# Majestic 36BDVR pilot assembly question



## Cheers (Dec 26, 2020)

Hello. I would like to replace the pilot assembly on a Majestic 36BDVR. I have the manual but when I try to get the part number for the assembly, there are 4 different part numbers listed. There are 2 basic assemblies listed with a designators of RN or RP and EN or EP. Not sure if the N or P stands for Natural Gas vs Propane or not. The first diagram looks similar to what I can see in my fireplace, part numbers SIT TOP CONVERTIBLE RN or SIT TOP CONVERTIBLE RP. The second part listed (which I don't think looks the same) says SIT TOP CONVERTIBLE EN or SIT TOP CONVERTIBLE EP. Any ideas on which would be the correct part? Thanks for any help I can get.


----------



## DAKSY (Dec 26, 2020)

Have you tried here?






						Majestic : eReplacementParts.com
					

Get your Majestic today with diagrams, accessories and repair advice from eReplacementParts! Worldwide shipping, no hassle returns.




					www.ereplacementparts.com


----------



## Cheers (Dec 26, 2020)

I did look at that site but my issue is I can't tell which one I need to order. My manual lists 4 different parts for a pilot assembly. The one that website shows fits my model but so do 3 other ones. Still trying to find out what RN, RP, EN, EP mean.


----------



## DAKSY (Dec 26, 2020)

Can you post a pic of the pilot assembly that's in there now?


----------



## Cheers (Dec 26, 2020)

Unfortunately, this is the best picture I can get as everything is still assembled. If this is not good enough, I will post another one once I open up the fireplace.

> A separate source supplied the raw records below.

/// Arena of nodes with a distinguished root.
#[derive(Debug, Clone)]
pub struct Tree {
    nodes: SlotMap<NodeId, Node>,
    root: NodeId,
}

impl Default for Tree {
    fn default() -> Self {
        Self::new()
    }
}

impl Tree {
    /// A tree holding an expression wrapper around one empty placeholder.
    pub fn new() -> Self {
        Self::with_root(Operator::expression())
    }

    /// A tree whose root carries `op`, with empty placeholders in its slots.
    pub fn with_root(op: Operator) -> Self {
        let mut tree = Tree {
            nodes: SlotMap::with_key(),
            root: NodeId::default(),
        };
        tree.root = tree.insert(op);
        tree
    }

    /// Create a detached node carrying `op`. Every prefix and fixed slot is
    /// filled with a fresh empty placeholder, the rest list starts empty.
    pub fn insert(&mut self, op: Operator) -> NodeId {
        let layout = op.layout();
        let mut slots = Slots::default();
        if layout.prefix {
            slots.prefix = Some(self.insert_empty());
        }
        for _ in 0..layout.fixed {
            let empty = self.insert_empty();
            slots.fixed.push(empty);
        }

        let children: Vec<NodeId> = slots.all().collect();
        let id = self.nodes.insert(Node {
            op,
            parent: None,
            slots,
            return_type: None,
            scope: Scope::default(),
            changing: false,
        });
        for child in children {
            self.nodes[child].parent = Some(id);
        }

        let ty = self.nodes[id].op.evaluate_type(self, id);
        self.nodes[id].return_type = ty;
        id
    }

    pub fn insert_empty(&mut self) -> NodeId {
        self.insert(Operator::empty())
    }

    pub fn root(&self) -> NodeId {
        self.root
    }

    pub fn contains(&self, id: NodeId) -> bool {
        self.nodes.contains_key(id)
    }

    /// Number of nodes in the arena, detached ones included.
    pub fn len(&self) -> usize {
        self.nodes.len()
    }

    pub fn is_empty(&self) -> bool {
        self.nodes.is_empty()
    }

    pub fn node(&self, id: NodeId) -> Option<&Node> {
        self.nodes.get(id)
    }

    pub fn op(&self, id: NodeId) -> Option<&Operator> {
        self.nodes.get(id).map(|node| &node.op)
    }

    pub fn parent(&self, id: NodeId) -> Option<NodeId> {
        self.nodes.get(id)?.parent
    }

    /// Cached type of the value `id` evaluates to.
    pub fn return_type(&self, id: NodeId) -> Option<&Type> {
        self.nodes.get(id)?.return_type.as_ref()
    }

    pub fn scope(&self, id: NodeId) -> Option<&Scope> {
        self.nodes.get(id).map(|node| &node.scope)
    }

    /// Visible children in order: prefix, fixed slots, rest list.
    pub fn children(&self, id: NodeId) -> Vec<NodeId> {
        self.nodes
            .get(id)
            .map(Node::children)
            .unwrap_or_default()
    }

    /// Every stored child, slots hidden by the current shape included.
    pub fn storage_children(&self, id: NodeId) -> Vec<NodeId> {
        self.nodes
            .get(id)
            .map(|node| node.slots.all().collect())
            .unwrap_or_default()
    }

    /// The node stored in `slot`, whether visible or not.
    pub fn slot(&self, id: NodeId, slot: SlotRef) -> Option<NodeId> {
        self.nodes.get(id)?.slots.get(slot)
    }

    /// The visible rest list of `id`.
    pub fn rest_children(&self, id: NodeId) -> &[NodeId] {
        match self.nodes.get(id) {
            Some(node) if node.op.shape().rest => node.slots.rest.as_slice(),
            _ => &[],
        }
    }

    /// Position of `child` among the visible children of `parent`.
    pub fn child_index(&self, parent: NodeId, child: NodeId) -> Option<usize> {
        self.children(parent).iter().position(|&c| c == child)
    }

    pub fn is_empty_node(&self, id: NodeId) -> bool {
        self.op(id).is_some_and(Operator::is_empty)
    }

    pub fn has_rest(&self, id: NodeId) -> bool {
        self.op(id).is_some_and(|op| op.shape().rest)
    }

    pub fn has_prefix(&self, id: NodeId) -> bool {
        self.op(id).is_some_and(|op| op.shape().prefix)
    }

    pub fn priority(&self, id: NodeId) -> Option<u32> {
        self.op(id)?.priority()
    }

    /// Walk from `id` to the root, `id` excluded.
    pub fn ancestors(&self, id: NodeId) -> impl Iterator<Item = NodeId> + '_ {
        std::iter::successors(self.parent(id), move |&node| self.parent(node))
    }

    /// Whether `id` is connected to the root.
    pub fn is_reachable(&self, id: NodeId) -> bool {
        id == self.root || self.ancestors(id).any(|node| node == self.root)
    }

    /// Nearest binding of `name` visible from `id`.
    pub fn lookup(&self, id: NodeId, name: &str) -> Option<&Binding> {
        let mut current = Some(id);
        while let Some(node) = current.and_then(|id| self.nodes.get(id)) {
            if let Some(binding) = node.scope.get(name) {
                return Some(binding);
            }
            current = node.parent;
        }
        None
    }

    /// Value of the nearest declaration of `name` visible from `id`.
    pub fn get_variable(&self, id: NodeId, name: &str) -> Option<Value> {
        self.lookup(id, name)?.value.clone()
    }

    /// Declared type of the nearest declaration of `name` visible from `id`.
    pub fn variable_type(&self, id: NodeId, name: &str) -> Option<Type> {
        self.lookup(id, name)?.ty.clone()
    }

    /// Declared type of `name` in the scope of `id` only. The outer `None`
    /// means "not declared here".
    pub fn local_binding_type(&self, id: NodeId, name: &str) -> Option<Option<Type>> {
        self.scope(id)?.get(name).map(|binding| binding.ty.clone())
    }

    /// Mutable access to the variables declared on `id`.
    pub fn variables(&mut self, id: NodeId) -> VariableContainer<'_> {
        VariableContainer::new(self, id)
    }

    /// Evaluate `id`. Errors carry the innermost failing node as origin.
    pub fn evaluate(&mut self, id: NodeId) -> Result<Value, EvalError> {
        let Some(node) = self.nodes.get(id) else {
            return Err(EvalErrorKind::Unknown(format!("{:?} is not part of the tree", id)).into());
        };
        let op = node.op.clone();
        op.evaluate(self, id).map_err(|err| err.with_origin(id))
    }

    pub fn evaluate_root(&mut self) -> Result<Value, EvalError> {
        self.evaluate(self.root)
    }

    /// Put `new` into the slot of `parent` currently holding `old`.
    ///
    /// `new` is first detached from any previous parent. Does nothing if
    /// `old` is not a child of `parent` or if `new` is `parent` or one of its
    /// ancestors.
    pub fn replace(&mut self, parent: NodeId, old: NodeId, new: NodeId) {
        if old == new || !self.contains(new) || self.parent(old) != Some(parent) {
            return;
        }
        if new == parent || self.ancestors(parent).any(|node| node == new) {
            return;
        }
        let Some(slot) = self.nodes[parent].slots.position(old) else {
            return;
        };

        self.detach(new, Some(old));
        self.nodes[new].parent = Some(parent);
        self.context_changed(new);

        self.nodes[parent].slots.set(slot, new);
        self.nodes[old].parent = None;
        self.children_changed(parent);
    }

    /// Ask the parent of `old` to replace it with `new`.
    pub fn replace_self(&mut self, old: NodeId, new: NodeId) {
        if let Some(parent) = self.parent(old) {
            self.replace(parent, old, new);
        }
    }

    /// Map `children` positionally onto the visible slots of `id`.
    ///
    /// Missing prefix and fixed slots are filled with fresh placeholders,
    /// the rest list receives whatever remains. Previous children that are
    /// not part of `children` are detached.
    pub fn set_children(&mut self, id: NodeId, children: Vec<NodeId>) {
        let Some(node) = self.nodes.get(id) else {
            return;
        };
        let shape = node.op.shape();
        self.assign_children(id, children, &shape);
    }

    /// Like [`set_children`](Self::set_children) but addressing every stored
    /// slot, including slots hidden by the current shape.
    pub fn set_storage_children(&mut self, id: NodeId, children: Vec<NodeId>) {
        let Some(node) = self.nodes.get(id) else {
            return;
        };
        let shape = node.op.layout().full_shape();
        self.assign_children(id, children, &shape);
    }

    fn assign_children(&mut self, id: NodeId, children: Vec<NodeId>, shape: &ArgumentShape) {
        // A node occupies one slot at most; later repeats are dropped.
        let mut kept: Vec<NodeId> = Vec::with_capacity(children.len());
        for child in children {
            if self.nodes.contains_key(child)
                && child != id
                && !kept.contains(&child)
                && !self.ancestors(id).any(|node| node == child)
            {
                kept.push(child);
            }
        }
        let children = kept;
        for &child in &children {
            if self.parent(child).is_some_and(|parent| parent != id) {
                self.detach(child, None);
            }
        }

        let before = self.nodes[id].slots.visible(shape);
        let mut slots = self.nodes[id].slots.clone();
        let mut incoming = children.into_iter();
        if shape.prefix {
            slots.prefix = Some(match incoming.next() {
                Some(child) => child,
                None => self.insert_empty(),
            });
        }
        for &idx in shape.fixed.iter() {
            let child = match incoming.next() {
                Some(child) => child,
                None => self.insert_empty(),
            };
            if let Some(target) = slots.fixed.get_mut(idx) {
                *target = child;
            }
        }
        if shape.rest {
            slots.rest = incoming.collect();
        }

        let after = slots.visible(shape);
        for old in &before {
            if !after.contains(old) && self.parent(*old) == Some(id) {
                self.nodes[*old].parent = None;
            }
        }
        self.nodes[id].slots = slots;

        for &child in &after {
            self.nodes[child].parent = Some(id);
        }
        for &child in &after {
            if !before.contains(&child) {
                self.context_changed(child);
            }
        }
        self.children_changed(id);
    }

    /// Append a fresh placeholder to the rest list of `id`. Returns `None` if
    /// the node has no visible rest list.
    pub fn push_rest(&mut self, id: NodeId) -> Option<NodeId> {
        if !self.has_rest(id) {
            return None;
        }
        let empty = self.insert_empty();
        self.nodes[empty].parent = Some(id);
        self.nodes[id].slots.rest.push(empty);
        self.children_changed(id);
        Some(empty)
    }

    /// Swap the payload of `id` for `op` in place. Only payloads with the same
    /// slot layout are accepted, so the stored children stay valid.
    pub fn set_op(&mut self, id: NodeId, op: Operator) -> bool {
        let Some(node) = self.nodes.get_mut(id) else {
            return false;
        };
        if node.op.layout() != op.layout() {
            return false;
        }
        node.op = op;
        self.children_changed(id);
        true
    }

    /// Take `id` out of its parent's slot. A prefix or fixed slot receives a
    /// fresh placeholder, a rest entry is removed. The parent is notified
    /// unless it is `quiet`.
    fn detach(&mut self, id: NodeId, quiet: Option<NodeId>) {
        let Some(parent) = self.parent(id) else {
            return;
        };
        self.nodes[id].parent = None;
        let Some(slot) = self.nodes.get(parent).and_then(|node| node.slots.position(id)) else {
            return;
        };

        match slot {
            SlotRef::Rest(idx) => {
                self.nodes[parent].slots.rest.remove(idx);
            }
            slot => {
                let empty = self.insert_empty();
                self.nodes[empty].parent = Some(parent);
                self.nodes[parent].slots.set(slot, empty);
            }
        }
        if quiet != Some(parent) {
            self.children_changed(parent);
        }
    }

    /// Make `id` the root of the tree. The previous root and everything only
    /// reachable through it become garbage.
    pub fn set_root(&mut self, id: NodeId) {
        if !self.contains(id) {
            return;
        }
        self.detach(id, None);
        self.root = id;
        self.context_changed(id);
    }

    /// Drop every node not reachable from the root. Returns the number of
    /// released nodes.
    pub fn collect_garbage(&mut self) -> usize {
        let mut marked: SecondaryMap<NodeId, ()> = SecondaryMap::new();
        let mut stack = vec![self.root];
        while let Some(id) = stack.pop() {
            let Some(node) = self.nodes.get(id) else {
                continue;
            };
            if marked.insert(id, ()).is_none() {
                stack.extend(node.slots.all());
            }
        }

        let before = self.nodes.len();
        self.nodes.retain(|id, _| marked.contains_key(id));
        let released = before - self.nodes.len();
        if released > 0 {
            trace!("Released {} unreachable nodes, {} remain", released, self.nodes.len());
        }
        released
    }

    pub(crate) fn set_changing(&mut self, id: NodeId, changing: bool) -> bool {
        match self.nodes.get_mut(id) {
            Some(node) => std::mem::replace(&mut node.changing, changing),
            None => false,
        }
    }

    /// Re-compute the type of `id` and notify its parent if it changed.
    pub(crate) fn update_return_type(&mut self, id: NodeId) {
        let Some(node) = self.nodes.get(id) else {
            return;
        };
        let ty = node.op.evaluate_type(self, id);
        let node = &mut self.nodes[id];
        if node.return_type != ty {
            trace!(
                "Type of {:?} ({}) changed from {:?} to {:?}",
                id,
                node.op.identifier(),
                node.return_type,
                ty
            );
            node.return_type = ty;
            if let Some(parent) = node.parent {
                self.children_changed(parent);
            }
        }
    }

    /// A slot of `id` was reassigned or a child changed its type.
    pub(crate) fn children_changed(&mut self, id: NodeId) {
        let Some(node) = self.nodes.get_mut(id) else {
            return;
        };
        if node.changing {
            return;
        }
        node.changing = true;
        let before = node.children();
        let mut op = node.op.clone();

        op.children_changed(self, id);

        let Some(node) = self.nodes.get_mut(id) else {
            return;
        };
        node.op = op;
        node.changing = false;
        let after = node.children();

        for child in after {
            if !before.contains(&child) {
                self.context_changed(child);
            }
        }
        self.update_return_type(id);
    }

    /// Declarations visible to `id` changed.
    pub(crate) fn context_changed(&mut self, id: NodeId) {
        for child in self.children(id) {
            self.context_changed(child);
        }

        let Some(node) = self.nodes.get(id) else {
            return;
        };
        let mut op = node.op.clone();
        op.context_changed(self, id);
        if let Some(node) = self.nodes.get_mut(id) {
            node.op = op;
        }
        self.update_return_type(id);
    }
}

Also attaching a picture of what I found on Amazon. The part number matches one of the ones in my manual and looks the same. Any opinions?


----------



## DAKSY (Dec 27, 2020)

Cheers said:


> Unfortunately, this is the best picture I can get as everything is still assembled. If this is not good enough, I will post another one once I open up the fireplace.
> 
> Also attaching a picture of what I found on Amazon. The part number matches one of the ones in my manual and looks the same. Any opinions?
> 
> ...


Go for it.  As long as you have a Nova SIT valve, it'll work. 
Just changed one out for a buddy of mine.
Unfortunately, his valve was also bad. 
20 year old Majestic basic builder box.


----------



## Cheers (Dec 27, 2020)

Frustrating thing about this parts list is that it's a little confusing (to me) about which valve I have. I do believe it's part 12a, which says SIT 820 valve (see attached picture). But it doesn't specify Nova SIT. Also, it's a 20 year old Majestic basic builder box so who knows if the valve is bad. The DC voltage at the thermopile with no load says about 370 mV. Under load, it drops to almost zero. Everything I read says that means defective thermopile. If that's the case I think it's time to replace the whole assembly. One last question, is the "N" for Natural Gas and the "P" for Propane? Thanks a lot for all of your input.


----------



## Millbilly (Dec 27, 2020)

How does your pilot flame look


----------



## Cheers (Dec 27, 2020)

I'm not an expert on pilot flames but I'll give my best description. It's mostly a blue flame but it flickers a little and when it flickers parts of the flame turn orange. It also doesn't look perfectly uniform. Meaning, the circle of flame on the pilot looks a little bit uneven. Not sure if that makes any sense.


----------



## Cheers (Dec 27, 2020)

So, when I looked at the valve, I saw a set screw labeled "pilot". I turned the screw a 1/4 turn counter clockwise and now the fireplace lights right up. Could a little adjustment on the pilot make that much of a difference?


----------



## DAKSY (Dec 27, 2020)

Cheers said:


> So, when I looked at the valve, I saw a set screw labeled "pilot". I turned the screw a 1/4 turn counter clockwise and now the fireplace lights right up. Could a little adjustment on the pilot make that much of a difference?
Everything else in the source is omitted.